Yuma courthouse using new electronic calendar display system
For many years, possibly even decades, patrons of the Yuma County courthouse would have to look for their names on typed pages that were taped together and hung on display boards near the entrance and outside of each of the courtrooms to find out where they needed to go for their hearings.
But now, thanks to new technology, those days are gone. Patrons can now see the court's schedule displayed on large, 46-inch, sleek, flat-screen monitors that have been installed in the same places those paper dockets once hung.
“Up until recently, everything had been done by paper,” said presiding Superior Court Judge John Nelson. “The calenders were four feet long and some of them hung to the floor. You had to find your name and figure out what is going on. Now when people come in, they can easily see what courtroom they need to go to.”
There are a total of 12 of these monitors at the Yuma County Courthouse, four in the main lobby downstairs and one outside each of the building's eight courtrooms.
Nelson, who has always been an advocate of technology, said he had two goals when he became the presiding court judge: make the courthouse as safe as possible and provide the community the access it needs to meet its legal needs.

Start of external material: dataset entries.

//! Wire contract of the realtime connection.
//!
//! Every websocket text frame is a JSON object `{"event": <name>, "data": <payload>}`.

use chrono::{DateTime, Utc};
use serde::{Deserialize, Serialize};

use crate::domain::{Conversation, ConversationId, Message, MessageId, UserId};

/// Longest chat body a client may send, in characters.
pub const MAX_MESSAGE_CHARS: usize = 1000;

#[derive(Debug, Clone, PartialEq, Eq, Serialize, Deserialize)]
#[serde(rename_all = "camelCase")]
pub struct SendMessagePayload {
    pub conversation_id: ConversationId,
    pub receiver_id: UserId,
    pub message: String,
}

#[derive(Debug, Clone, PartialEq, Eq, Serialize, Deserialize)]
#[serde(rename_all = "camelCase")]
pub struct TypingPayload {
    pub conversation_id: ConversationId,
    pub receiver_id: UserId,
}

/// Directives written by the client.
#[derive(Debug, Clone, PartialEq, Eq, Serialize, Deserialize)]
#[serde(tag = "event", content = "data")]
pub enum ClientDirective {
    #[serde(rename = "join-conversation")]
    JoinConversation(ConversationId),
    #[serde(rename = "leave-conversation")]
    LeaveConversation(ConversationId),
    #[serde(rename = "send-message")]
    SendMessage(SendMessagePayload),
    #[serde(rename = "typing")]
    Typing(TypingPayload),
    #[serde(rename = "stop-typing")]
    StopTyping(TypingPayload),
}

impl ClientDirective {
    pub fn name(&self) -> &'static str {
        match self {
            Self::JoinConversation(_) => "join-conversation",
            Self::LeaveConversation(_) => "leave-conversation",
            Self::SendMessage(_) => "send-message",
            Self::Typing(_) => "typing",
            Self::StopTyping(_) => "stop-typing",
        }
    }
}

#[derive(Debug, Clone, PartialEq, Eq, Serialize, Deserialize)]
#[serde(rename_all = "camelCase")]
pub struct PresencePayload {
    pub user_id: UserId,
}

#[derive(Debug, Clone, PartialEq, Eq, Serialize, Deserialize)]
#[serde(rename_all = "camelCase")]
pub struct UserTypingPayload {
    pub conversation_id: ConversationId,
    pub user_id: UserId,
}

/// Acknowledgment for the local client's own send. Servers differ in what they echo back,
/// so every field is optional.
#[derive(Debug, Clone, Default, PartialEq, Eq, Serialize, Deserialize)]
#[serde(rename_all = "camelCase")]
pub struct SendReceipt {
    #[serde(default, skip_serializing_if = "Option::is_none")]
    pub id: Option<MessageId>,
    #[serde(default, skip_serializing_if = "Option::is_none")]
    pub conversation_id: Option<ConversationId>,
    #[serde(default, skip_serializing_if = "Option::is_none")]
    pub created_at: Option<DateTime<Utc>>,
}

#[derive(Debug, Clone, PartialEq, Eq, Serialize, Deserialize)]
pub struct SendFailure {
    pub error: String,
}

/// Heads-up for a conversation whose room the recipient has not joined.
#[derive(Debug, Clone, PartialEq, Eq, Serialize, Deserialize)]
#[serde(rename_all = "camelCase")]
pub struct MessageNotification {
    pub conversation_id: ConversationId,
    #[serde(default, skip_serializing_if = "Option::is_none")]
    pub sender_id: Option<UserId>,
    #[serde(default, skip_serializing_if = "Option::is_none")]
    pub message: Option<String>,
    #[serde(default, skip_serializing_if = "Option::is_none")]
    pub created_at: Option<DateTime<Utc>>,
}

/// Events written by the server.
#[derive(Debug, Clone, PartialEq, Eq, Serialize, Deserialize)]
#[serde(tag = "event", content = "data")]
pub enum ServerEvent {
    #[serde(rename = "new-message")]
    NewMessage(Message),
    #[serde(rename = "user-online")]
    UserOnline(PresencePayload),
    #[serde(rename = "user-offline")]
    UserOffline(PresencePayload),
    #[serde(rename = "user-typing")]
    UserTyping(UserTypingPayload),
    #[serde(rename = "user-stop-typing")]
    UserStopTyping(UserTypingPayload),
    #[serde(rename = "message-sent")]
    MessageSent(SendReceipt),
    #[serde(rename = "message-error")]
    MessageError(SendFailure),
    #[serde(rename = "message-notification")]
    MessageNotification(MessageNotification),
}

impl ServerEvent {
    pub fn name(&self) -> &'static str {
        match self {
            Self::NewMessage(_) => "new-message",
            Self::UserOnline(_) => "user-online",
            Self::UserOffline(_) => "user-offline",
            Self::UserTyping(_) => "user-typing",
            Self::UserStopTyping(_) => "user-stop-typing",
            Self::MessageSent(_) => "message-sent",
            Self::MessageError(_) => "message-error",
            Self::MessageNotification(_) => "message-notification",
        }
    }
}

#[derive(Debug, Clone, Serialize, Deserialize)]
#[serde(rename_all = "camelCase")]
pub struct CreateConversationRequest {
    pub user_id: UserId,
    #[serde(default, skip_serializing_if = "Option::is_none")]
    pub listing_id: Option<crate::domain::ListingId>,
}

#[derive(Debug, Clone, Serialize, Deserialize)]
pub struct ConversationEnvelope {
    pub conversation: Conversation,
}

#[derive(Debug, Clone, Default, Serialize, Deserialize)]
pub struct ConversationListResponse {
    #[serde(default)]
    pub conversations: Vec<Conversation>,
}

#[derive(Debug, Clone, Default, Serialize, Deserialize)]
pub struct MessagePageResponse {
    #[serde(default)]
    pub messages: Vec<Message>,
    #[serde(default, skip_serializing_if = "Option::is_none")]
    pub page: Option<u32>,
    #[serde(default, skip_serializing_if = "Option::is_none")]
    pub has_more: Option<bool>,
}

#[cfg(test)]
mod tests {
    use super::*;

    #[test]
    fn join_directive_carries_bare_conversation_id() {
        let text = serde_json::to_string(&ClientDirective::JoinConversation("c1".into()))
            .expect("encode");
        assert_eq!(text, r#"{"event":"join-conversation","data":"c1"}"#);
    }

    #[test]
    fn send_directive_uses_camel_case_fields() {
        let directive = ClientDirective::SendMessage(SendMessagePayload {
            conversation_id: "c1".into(),
            receiver_id: "u2".into(),
            message: "hi".into(),
        });
        let value = serde_json::to_value(&directive).expect("encode");
        assert_eq!(value["event"], "send-message");
        assert_eq!(value["data"]["conversationId"], "c1");
        assert_eq!(value["data"]["receiverId"], "u2");
        assert_eq!(value["data"]["message"], "hi");
    }

    #[test]
    fn new_message_decodes_from_server_shape() {
        let raw = r#"{"event":"new-message","data":{"id":"m1","conversationId":"c1","senderId":"u2","message":"hello","createdAt":"2024-05-01T10:00:00Z"}}"#;
        let event: ServerEvent = serde_json::from_str(raw).expect("decode");
        let ServerEvent::NewMessage(message) = event else {
            panic!("expected new-message");
        };
        assert_eq!(message.id.as_str(), "m1");
        assert_eq!(message.body, "hello");
    }

    #[test]
    fn message_sent_tolerates_sparse_receipt() {
        let event: ServerEvent =
            serde_json::from_str(r#"{"event":"message-sent","data":{}}"#).expect("decode");
        assert_eq!(event, ServerEvent::MessageSent(SendReceipt::default()));
    }

    #[test]
    fn unknown_event_name_is_rejected() {
        assert!(serde_json::from_str::<ServerEvent>(r#"{"event":"ping","data":{}}"#).is_err());
    }
}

“Those are two goals I've always felt it was important to have,” Nelson said. “Obviously the electronic calender system is designed for the community to meet its legal needs.”
A common scene at the courthouse each morning in years past used to be two or three people scanning the typed docket pages looking for their names while large groups of other patrons patiently waited their turn, which often clogged up the hallway. Now with the new monitors, everyone can see them at once.

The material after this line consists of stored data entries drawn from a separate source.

use std::fmt;

use chrono::{DateTime, Utc};
use serde::{Deserialize, Serialize};

macro_rules! id_newtype {
    ($name:ident) => {
        #[derive(Debug, Clone, PartialEq, Eq, Hash, PartialOrd, Ord, Serialize, Deserialize)]
        #[serde(transparent)]
        pub struct $name(pub String);

        impl $name {
            pub fn new(value: impl Into<String>) -> Self {
                Self(value.into())
            }

            pub fn as_str(&self) -> &str {
                &self.0
            }

            /// Ids arriving off the wire may be blank; such ids never refer to anything.
            pub fn is_blank(&self) -> bool {
                self.0.trim().is_empty()
            }
        }

        impl fmt::Display for $name {
            fn fmt(&self, f: &mut fmt::Formatter<'_>) -> fmt::Result {
                f.write_str(&self.0)
            }
        }

        impl From<&str> for $name {
            fn from(value: &str) -> Self {
                Self(value.to_string())
            }
        }

        impl From<String> for $name {
            fn from(value: String) -> Self {
                Self(value)
            }
        }
    };
}

id_newtype!(UserId);
id_newtype!(ConversationId);
id_newtype!(MessageId);
id_newtype!(ListingId);

#[derive(Debug, Clone, PartialEq, Eq, Serialize, Deserialize)]
#[serde(rename_all = "camelCase")]
pub struct UserSummary {
    pub id: UserId,
    #[serde(default, skip_serializing_if = "Option::is_none")]
    pub full_name: Option<String>,
    #[serde(default, skip_serializing_if = "Option::is_none")]
    pub avatar: Option<String>,
}

#[derive(Debug, Clone, PartialEq, Serialize, Deserialize)]
#[serde(rename_all = "camelCase")]
pub struct ListingSummary {
    pub id: ListingId,
    #[serde(default, skip_serializing_if = "Option::is_none")]
    pub title: Option<String>,
    #[serde(default, skip_serializing_if = "Option::is_none")]
    pub price: Option<f64>,
    #[serde(default, skip_serializing_if = "Option::is_none")]
    pub image: Option<String>,
}

/// Summary row of a two-party channel, optionally scoped to a listing.
#[derive(Debug, Clone, PartialEq, Serialize, Deserialize)]
#[serde(rename_all = "camelCase")]
pub struct Conversation {
    pub id: ConversationId,
    pub other_user: UserSummary,
    #[serde(default, skip_serializing_if = "Option::is_none")]
    pub listing: Option<ListingSummary>,
    #[serde(default, skip_serializing_if = "Option::is_none")]
    pub last_message: Option<String>,
    #[serde(default, skip_serializing_if = "Option::is_none")]
    pub last_message_at: Option<DateTime<Utc>>,
    #[serde(default)]
    pub unread_count: u32,
}

impl Conversation {
    pub fn new(id: impl Into<ConversationId>, other_user: impl Into<UserId>) -> Self {
        Self {
            id: id.into(),
            other_user: UserSummary {
                id: other_user.into(),
                full_name: None,
                avatar: None,
            },
            listing: None,
            last_message: None,
            last_message_at: None,
            unread_count: 0,
        }
    }
}

#[derive(Debug, Clone, PartialEq, Eq, Serialize, Deserialize)]
#[serde(rename_all = "camelCase")]
pub struct Message {
    pub id: MessageId,
    pub conversation_id: ConversationId,
    pub sender_id: UserId,
    #[serde(rename = "message")]
    pub body: String,
    pub created_at: DateTime<Utc>,
}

While the monitors are becoming pretty standard in courts across the country, they do not contain all the information that was printed on the typed pages. For example, the typed pages used to have who the judge was, the type of hearing being held, what division the hearing was being held in and who the attorneys were in each case.
The monitors, however, only display the person's name and the courtroom number the hearing is being held in. While not near the information the typed pages used to contain, Nelson said it still provides patrons with all the information they need to know.
“The person whose name is going to be on the calender sheet knows why they are here,” Nelson said. “People have kind of figured it out. For the most part they say it is a really good system.”
Another neat feature of the new electronic calender system is that it displays all the information in real time and refreshes regularly throughout the day. Once a hearing has been completed it will no longer appear on the monitor, so as the day progresses, only hearings that still need to be held will be displayed.
A second phase of the electronic calender system, which the court began using more recently, is an online component. Nelson explained that there is now a link on the Yuma County website that will allow court patrons to see the information online.
Like the monitors at the courthouse, information on the website also refreshes throughout the day. The big difference, however, is that while the monitors at the courthouse aren't available until 8 a.m. when the courthouse opens, the information for the upcoming day's schedule can be accessed at midnight online on the county's website.
The entire system, including the equipment and software to run it, came with a price tag of approximately $56,000 and was approved by the Yuma County Board of Supervisors.